BillChin wrote:
What is my point? If you give them all free money, the money will be treated with the same lack of respect the free books, and hypothetical free flutes have been. The money will not be used in the manner it was intended. The corrossive effect of giving free money will stay with them for a lifetime. In my opinion, it will actually be a negative event. If I could take two classrooms of random 18 year old students from the same school and one gets the free money, and the other does not, I'd wager on average, that in 20 years, the class that had to work for their money will be far happier, and probably wealthier than the class that got the free ride.
Bill, it isn't necessarily going to be paper money that the people should receive as a condition of their birthright, as owners of the natural resources and inherited intellectual resources of this country. Citizens should at the very least receive equivalent goods and services, such as health care, education allowances, etc.
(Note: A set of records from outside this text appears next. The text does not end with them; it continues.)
//! Execution orchestration.
//!
//! One signal, one execution:
//! resolve metadata -> size legs -> set leverage -> open and authenticate
//! the private stream -> subscribe order updates -> submit legs in order ->
//! wait for confirmations -> report.
//!
//! Leverage failure aborts before any order. Leg A failure aborts before
//! leg B. Leg B failing after leg A was accepted is reported as a partial
//! execution; nothing is cancelled or compensated.

use crate::config::AppConfig;
use crate::error::AppResult;
use serde::Serialize;
use sigx_core::{ErrorKind, InstrumentMeta, OrderLeg, OrderRecord, Signal};
use sigx_executor::{
    ApiCredentials, Clock, ConfirmationOutcome, ConfirmationTracker, OrderSubmitter,
    PositionSizer, RequestSigner, SystemClock,
};
use sigx_registry::{InstrumentCache, InstrumentClient};
use sigx_telemetry::Metrics;
use sigx_ws::{spawn_reader, ChannelArg, StreamSession};
use std::sync::Arc;
use tracing::{debug, error, info, warn};

/// Sized legs for one signal, before anything is sent.
#[derive(Debug, Clone, PartialEq, Serialize)]
pub struct ExecutionPlan {
    pub inst_id: String,
    pub meta: InstrumentMeta,
    pub legs: Vec<OrderLeg>,
}

/// Final classification of an execution.
#[derive(Debug, Clone, PartialEq, Serialize)]
#[serde(tag = "outcome", rename_all = "snake_case")]
pub enum ExecutionOutcome {
    /// Every leg accepted and seen on the stream.
    Confirmed,
    /// A later leg failed after an earlier one was accepted.
    PartiallySubmitted { kind: ErrorKind, error: String },
    /// Deadline elapsed with orders unmatched. They may still be live.
    ConfirmationTimedOut { unmatched: Vec<String> },
    /// The stream ended with orders unmatched.
    StreamClosed { unmatched: Vec<String> },
}

impl ExecutionOutcome {
    pub fn is_confirmed(&self) -> bool {
        matches!(self, Self::Confirmed)
    }

    /// Metric label.
    pub fn label(&self) -> &'static str {
        match self {
            Self::Confirmed => "confirmed",
            Self::PartiallySubmitted { .. } => "partially_submitted",
            Self::ConfirmationTimedOut { .. } => "confirmation_timed_out",
            Self::StreamClosed { .. } => "stream_closed",
        }
    }

    /// Error kind behind a non-confirmed outcome.
    pub fn error_kind(&self) -> Option<ErrorKind> {
        match self {
            Self::Confirmed => None,
            Self::PartiallySubmitted { kind, .. } => Some(*kind),
            Self::ConfirmationTimedOut { .. } => Some(ErrorKind::ConfirmationTimeout),
            Self::StreamClosed { .. } => Some(ErrorKind::Transport),
        }
    }
}

/// What happened to every leg of one execution.
#[derive(Debug, Clone, PartialEq, Serialize)]
pub struct ExecutionReport {
    pub inst_id: String,
    /// One record per attempted leg, in submission order.
    pub records: Vec<OrderRecord>,
    pub confirmation: ConfirmationOutcome,
    pub outcome: ExecutionOutcome,
}

impl ExecutionReport {
    /// Exchange ids of the accepted legs, in submission order.
    pub fn order_ids(&self) -> Vec<String> {
        self.records
            .iter()
            .filter_map(|r| r.order_id.clone())
            .collect()
    }
}

/// Resolves instrument metadata and sizes legs. No credentials needed.
pub struct ExecutionPlanner {
    instruments: InstrumentClient,
    cache: Option<Arc<InstrumentCache>>,
    sizer: PositionSizer,
    quote_currency: String,
    usd_amount: rust_decimal::Decimal,
    leverage: u32,
}

impl ExecutionPlanner {
    pub fn new(config: &AppConfig) -> AppResult<Self> {
        config.validate()?;
        Ok(Self {
            instruments: InstrumentClient::new(config.rest_url.clone())?,
            cache: None,
            sizer: PositionSizer::new(config.order.leg_mode),
            quote_currency: config.quote_currency.clone(),
            usd_amount: config.order.usd_amount,
            leverage: config.order.leverage,
        })
    }

    /// Serve metadata from `cache`, fetching only on a miss.
    pub fn with_cache(mut self, cache: Arc<InstrumentCache>) -> Self {
        self.cache = Some(cache);
        self
    }

    pub async fn resolve(&self, inst_id: &str) -> AppResult<InstrumentMeta> {
        let meta = match &self.cache {
            Some(cache) => cache.resolve(&self.instruments, inst_id).await?,
            None => self.instruments.resolve(inst_id).await?,
        };
        Ok(meta)
    }

    /// Validate the signal, resolve its instrument and size the legs.
    pub async fn plan(&self, signal: &Signal) -> AppResult<ExecutionPlan> {
        signal.validate()?;
        let inst_id = signal.instrument_id(&self.quote_currency);
        let meta = self.resolve(&inst_id).await?;
        let legs = self
            .sizer
            .size(signal, &meta, self.usd_amount, self.leverage)?;
        debug!(inst_id = %inst_id, legs = legs.len(), "Execution planned");
        Ok(ExecutionPlan {
            inst_id,
            meta,
            legs,
        })
    }
}

/// Runs signals end to end against the exchange.
pub struct ExecutionOrchestrator {
    config: AppConfig,
    planner: ExecutionPlanner,
    signer: Arc<RequestSigner>,
    submitter: OrderSubmitter,
    tracker: ConfirmationTracker,
}

impl ExecutionOrchestrator {
    pub fn new(config: AppConfig, credentials: ApiCredentials) -> AppResult<Self> {
        let planner = ExecutionPlanner::new(&config)?;
        let signer = Arc::new(RequestSigner::new(credentials)?);
        let submitter = OrderSubmitter::new(config.rest_url.clone(), signer.clone())?;
        let tracker = ConfirmationTracker::new(config.confirmation_timeout());
        Ok(Self {
            config,
            planner,
            signer,
            submitter,
            tracker,
        })
    }

    pub fn with_instrument_cache(mut self, cache: Arc<InstrumentCache>) -> Self {
        self.planner = self.planner.with_cache(cache);
        self
    }

    pub fn planner(&self) -> &ExecutionPlanner {
        &self.planner
    }

    /// Execute one signal.
    ///
    /// Returns `Err` when nothing was placed (validation, metadata, leverage,
    /// stream setup, or leg A failure). Once any order is live the result is
    /// an [`ExecutionReport`], whatever happened afterwards.
    pub async fn execute(&self, signal: &Signal) -> AppResult<ExecutionReport> {
        let plan = self.planner.plan(signal).await?;
        let inst_id = plan.inst_id.as_str();
        info!(
            inst_id,
            direction = %signal.direction,
            legs = plan.legs.len(),
            "Executing signal"
        );

        if self.config.order.set_leverage {
            if let Err(e) = self
                .submitter
                .set_leverage(inst_id, self.config.order.leverage)
                .await
            {
                Metrics::leverage_failed();
                error!(inst_id, error = %e, "Set leverage failed, aborting");
                return Err(e.into());
            }
        }

        let mut session = StreamSession::connect(self.config.session_config()).await?;
        let login = self.signer.login_args(SystemClock.now_ms())?;
        session.login(login).await?;
        session.subscribe(ChannelArg::orders(inst_id)).await?;

        // Reader starts before submission; early updates wait in the channel.
        let mut events = spawn_reader(session, self.config.stream.event_buffer);

        let mut records = Vec::with_capacity(plan.legs.len());
        let mut partial = None;
        for leg in plan.legs {
            let side = leg.side.as_str();
            match self.submitter.submit(&leg, inst_id).await {
                Ok(order_id) => {
                    Metrics::order_submitted(side, &leg.role.to_string());
                    records.push(OrderRecord::submitted(leg, order_id));
                }
                Err(e) => {
                    Metrics::order_rejected(side, &e.kind().to_string());
                    if records.is_empty() {
                        error!(inst_id, leg = %leg.role, error = %e, "First leg failed, aborting");
                        events.shutdown().await;
                        return Err(e.into());
                    }
                    warn!(
                        inst_id,
                        leg = %leg.role,
                        error = %e,
                        "Leg failed after an earlier leg was accepted"
                    );
                    partial = Some((e.kind(), e.to_string()));
                    records.push(OrderRecord::rejected(leg, e.to_string()));
                    break;
                }
            }
        }

        let order_ids: Vec<String> = records.iter().filter_map(|r| r.order_id.clone()).collect();
        let confirmation = self.tracker.track(events.receiver(), order_ids).await;
        events.shutdown().await;

        Metrics::confirmation_outcome(confirmation.label());
        for c in confirmation.confirmations() {
            Metrics::confirmation_latency(c.latency.as_secs_f64() * 1000.0);
        }

        let outcome = match (partial, &confirmation) {
            (Some((kind, error)), _) => ExecutionOutcome::PartiallySubmitted { kind, error },
            (None, ConfirmationOutcome::AllConfirmed { .. }) => ExecutionOutcome::Confirmed,
            (None, ConfirmationOutcome::TimedOut { remaining, .. }) => {
                ExecutionOutcome::ConfirmationTimedOut {
                    unmatched: remaining.clone(),
                }
            }
            (None, ConfirmationOutcome::StreamClosed { remaining, .. }) => {
                ExecutionOutcome::StreamClosed {
                    unmatched: remaining.clone(),
                }
            }
        };
        Metrics::execution_finished(outcome.label());
        match outcome.error_kind() {
            None => info!(inst_id, outcome = outcome.label(), "Execution finished"),
            Some(kind) => warn!(
                inst_id,
                outcome = outcome.label(),
                kind = %kind,
                "Execution finished unconfirmed"
            ),
        }

        Ok(ExecutionReport {
            inst_id: plan.inst_id,
            records,
            confirmation,
            outcome,
        })
    }
}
The little scenario in the classroom that was mentioned reminds me of my teaching experience in a town in the mountains of Arizona. It was a desirable location, so naturally there were many fairly wealthy people in the community. On the last day of school my first year of teaching I was shocked to see what happened. Many of the students merely opened their lockers and threw all of their textbooks into the trash dumpster. These were books that their parents had purchased. They could have been sold and used next year. The janitor and I had to go through the dumpster to remove the textbooks, mainly because it just wasn't right to let these books be thrown away like that.
An earlier reference was made to Karl Marx. In his Communist Manifesto he wrote, " Workers of the world, unite. You have nothing to lose by your chains. You have a world to win." Walmart workers around the world are attempting to do just that, because they understand that unless they do unite and organize, they have no hope to improve their miserable working situation.